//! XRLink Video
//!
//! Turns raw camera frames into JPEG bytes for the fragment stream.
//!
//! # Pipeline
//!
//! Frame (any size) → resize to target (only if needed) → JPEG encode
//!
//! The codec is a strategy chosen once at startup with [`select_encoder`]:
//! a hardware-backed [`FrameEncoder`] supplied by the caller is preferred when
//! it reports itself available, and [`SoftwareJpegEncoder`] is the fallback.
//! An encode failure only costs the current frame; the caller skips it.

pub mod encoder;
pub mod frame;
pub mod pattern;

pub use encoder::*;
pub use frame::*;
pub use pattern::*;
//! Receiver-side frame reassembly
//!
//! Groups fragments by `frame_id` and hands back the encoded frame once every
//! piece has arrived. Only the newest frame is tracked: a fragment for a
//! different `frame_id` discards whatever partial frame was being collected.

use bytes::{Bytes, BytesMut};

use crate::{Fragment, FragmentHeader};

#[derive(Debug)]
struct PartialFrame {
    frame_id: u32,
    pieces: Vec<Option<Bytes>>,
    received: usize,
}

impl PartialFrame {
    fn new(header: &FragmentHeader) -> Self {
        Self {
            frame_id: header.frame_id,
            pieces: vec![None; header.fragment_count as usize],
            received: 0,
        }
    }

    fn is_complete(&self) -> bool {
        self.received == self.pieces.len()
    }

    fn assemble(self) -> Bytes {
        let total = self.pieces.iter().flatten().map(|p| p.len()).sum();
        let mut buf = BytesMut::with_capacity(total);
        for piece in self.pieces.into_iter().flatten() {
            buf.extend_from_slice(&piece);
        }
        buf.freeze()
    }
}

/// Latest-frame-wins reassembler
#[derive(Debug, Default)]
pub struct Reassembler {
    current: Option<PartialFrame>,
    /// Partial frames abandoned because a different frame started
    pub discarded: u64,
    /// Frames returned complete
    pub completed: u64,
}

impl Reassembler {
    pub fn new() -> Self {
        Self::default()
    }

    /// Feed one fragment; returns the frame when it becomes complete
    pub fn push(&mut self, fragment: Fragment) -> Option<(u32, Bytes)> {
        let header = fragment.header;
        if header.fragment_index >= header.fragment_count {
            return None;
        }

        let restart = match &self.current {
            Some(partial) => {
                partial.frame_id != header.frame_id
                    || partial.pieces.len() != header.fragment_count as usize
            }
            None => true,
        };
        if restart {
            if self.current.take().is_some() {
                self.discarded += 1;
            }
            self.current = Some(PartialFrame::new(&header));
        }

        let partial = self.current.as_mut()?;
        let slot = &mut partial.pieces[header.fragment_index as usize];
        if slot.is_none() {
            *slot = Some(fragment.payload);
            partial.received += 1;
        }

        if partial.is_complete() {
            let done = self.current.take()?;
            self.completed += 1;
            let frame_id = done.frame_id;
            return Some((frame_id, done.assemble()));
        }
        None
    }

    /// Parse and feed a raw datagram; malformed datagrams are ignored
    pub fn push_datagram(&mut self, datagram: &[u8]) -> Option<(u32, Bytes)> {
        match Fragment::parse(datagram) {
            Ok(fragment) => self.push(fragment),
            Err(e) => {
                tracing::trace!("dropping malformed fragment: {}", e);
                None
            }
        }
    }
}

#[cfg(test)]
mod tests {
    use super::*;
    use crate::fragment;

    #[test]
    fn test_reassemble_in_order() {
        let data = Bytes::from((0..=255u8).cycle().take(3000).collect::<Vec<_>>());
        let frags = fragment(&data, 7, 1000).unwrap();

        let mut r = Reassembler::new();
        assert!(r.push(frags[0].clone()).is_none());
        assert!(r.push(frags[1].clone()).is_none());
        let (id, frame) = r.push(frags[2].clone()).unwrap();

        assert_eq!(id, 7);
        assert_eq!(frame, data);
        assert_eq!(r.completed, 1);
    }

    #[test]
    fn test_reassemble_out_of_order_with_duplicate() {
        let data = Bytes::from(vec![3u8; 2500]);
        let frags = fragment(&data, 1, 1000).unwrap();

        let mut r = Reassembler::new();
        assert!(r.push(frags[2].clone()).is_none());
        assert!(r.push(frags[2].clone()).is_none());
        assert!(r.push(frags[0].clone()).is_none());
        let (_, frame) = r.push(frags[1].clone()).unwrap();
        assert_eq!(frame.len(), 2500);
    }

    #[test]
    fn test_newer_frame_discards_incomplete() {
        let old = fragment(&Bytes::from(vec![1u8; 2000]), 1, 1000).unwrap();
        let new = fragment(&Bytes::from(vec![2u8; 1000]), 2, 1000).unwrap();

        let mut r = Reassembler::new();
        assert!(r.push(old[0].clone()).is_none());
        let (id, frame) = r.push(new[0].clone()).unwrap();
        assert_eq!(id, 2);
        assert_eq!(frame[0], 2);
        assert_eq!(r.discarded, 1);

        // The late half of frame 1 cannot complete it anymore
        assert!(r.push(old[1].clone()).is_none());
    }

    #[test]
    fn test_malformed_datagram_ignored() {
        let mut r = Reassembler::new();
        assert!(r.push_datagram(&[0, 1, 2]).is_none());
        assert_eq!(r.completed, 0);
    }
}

********

> TASK BRIEF:
Exactly as written, give the records again.

> RESPONSE TO THE EXERCISE:
//! XRLink Video
//!
//! Turns raw camera frames into JPEG bytes for the fragment stream.
//!
//! # Pipeline
//!
//! Frame (any size) → resize to target (only if needed) → JPEG encode
//!
//! The codec is a strategy chosen once at startup with [`select_encoder`]:
//! a hardware-backed [`FrameEncoder`] supplied by the caller is preferred when
//! it reports itself available, and [`SoftwareJpegEncoder`] is the fallback.
//! An encode failure only costs the current frame; the caller skips it.

pub mod encoder;
pub mod frame;
pub mod pattern;

pub use encoder::*;
pub use frame::*;
pub use pattern::*;
//! Receiver-side frame reassembly
//!
//! Groups fragments by `frame_id` and hands back the encoded frame once every
//! piece has arrived. Only the newest frame is tracked: a fragment for a
//! different `frame_id` discards whatever partial frame was being collected.

use bytes::{Bytes, BytesMut};

use crate::{Fragment, FragmentHeader};

#[derive(Debug)]
struct PartialFrame {
    frame_id: u32,
    pieces: Vec<Option<Bytes>>,
    received: usize,
}

impl PartialFrame {
    fn new(header: &FragmentHeader) -> Self {
        Self {
            frame_id: header.frame_id,
            pieces: vec![None; header.fragment_count as usize],
            received: 0,
        }
    }

    fn is_complete(&self) -> bool {
        self.received == self.pieces.len()
    }

    fn assemble(self) -> Bytes {
        let total = self.pieces.iter().flatten().map(|p| p.len()).sum();
        let mut buf = BytesMut::with_capacity(total);
        for piece in self.pieces.into_iter().flatten() {
            buf.extend_from_slice(&piece);
        }
        buf.freeze()
    }
}

/// Latest-frame-wins reassembler
#[derive(Debug, Default)]
pub struct Reassembler {
    current: Option<PartialFrame>,
    /// Partial frames abandoned because a different frame started
    pub discarded: u64,
    /// Frames returned complete
    pub completed: u64,
}

impl Reassembler {
    pub fn new() -> Self {
        Self::default()
    }

    /// Feed one fragment; returns the frame when it becomes complete
    pub fn push(&mut self, fragment: Fragment) -> Option<(u32, Bytes)> {
        let header = fragment.header;
        if header.fragment_index >= header.fragment_count {
            return None;
        }

        let restart = match &self.current {
            Some(partial) => {
                partial.frame_id != header.frame_id
                    || partial.pieces.len() != header.fragment_count as usize
            }
            None => true,
        };
        if restart {
            if self.current.take().is_some() {
                self.discarded += 1;
            }
            self.current = Some(PartialFrame::new(&header));
        }

        let partial = self.current.as_mut()?;
        let slot = &mut partial.pieces[header.fragment_index as usize];
        if slot.is_none() {
            *slot = Some(fragment.payload);
            partial.received += 1;
        }

        if partial.is_complete() {
            let done = self.current.take()?;
            self.completed += 1;
            let frame_id = done.frame_id;
            return Some((frame_id, done.assemble()));
        }
        None
    }

    /// Parse and feed a raw datagram; malformed datagrams are ignored
    pub fn push_datagram(&mut self, datagram: &[u8]) -> Option<(u32, Bytes)> {
        match Fragment::parse(datagram) {
            Ok(fragment) => self.push(fragment),
            Err(e) => {
                tracing::trace!("dropping malformed fragment: {}", e);
                None
            }
        }
    }
}

#[cfg(test)]
mod tests {
    use super::*;
    use crate::fragment;

    #[test]
    fn test_reassemble_in_order() {
        let data = Bytes::from((0..=255u8).cycle().take(3000).collect::<Vec<_>>());
        let frags = fragment(&data, 7, 1000).unwrap();

        let mut r = Reassembler::new();
        assert!(r.push(frags[0].clone()).is_none());
        assert!(r.push(frags[1].clone()).is_none());
        let (id, frame) = r.push(frags[2].clone()).unwrap();

        assert_eq!(id, 7);
        assert_eq!(frame, data);
        assert_eq!(r.completed, 1);
    }

    #[test]
    fn test_reassemble_out_of_order_with_duplicate() {
        let data = Bytes::from(vec![3u8; 2500]);
        let frags = fragment(&data, 1, 1000).unwrap();

        let mut r = Reassembler::new();
        assert!(r.push(frags[2].clone()).is_none());
        assert!(r.push(frags[2].clone()).is_none());
        assert!(r.push(frags[0].clone()).is_none());
        let (_, frame) = r.push(frags[1].clone()).unwrap();
        assert_eq!(frame.len(), 2500);
    }

    #[test]
    fn test_newer_frame_discards_incomplete() {
        let old = fragment(&Bytes::from(vec![1u8; 2000]), 1, 1000).unwrap();
        let new = fragment(&Bytes::from(vec![2u8; 1000]), 2, 1000).unwrap();

        let mut r = Reassembler::new();
        assert!(r.push(old[0].clone()).is_none());
        let (id, frame) = r.push(new[0].clone()).unwrap();
        assert_eq!(id, 2);
        assert_eq!(frame[0], 2);
        assert_eq!(r.discarded, 1);

        // The late half of frame 1 cannot complete it anymore
        assert!(r.push(old[1].clone()).is_none());
    }

    #[test]
    fn test_malformed_datagram_ignored() {
        let mut r = Reassembler::new();
        assert!(r.push_datagram(&[0, 1, 2]).is_none());
        assert_eq!(r.completed, 0);
    }
}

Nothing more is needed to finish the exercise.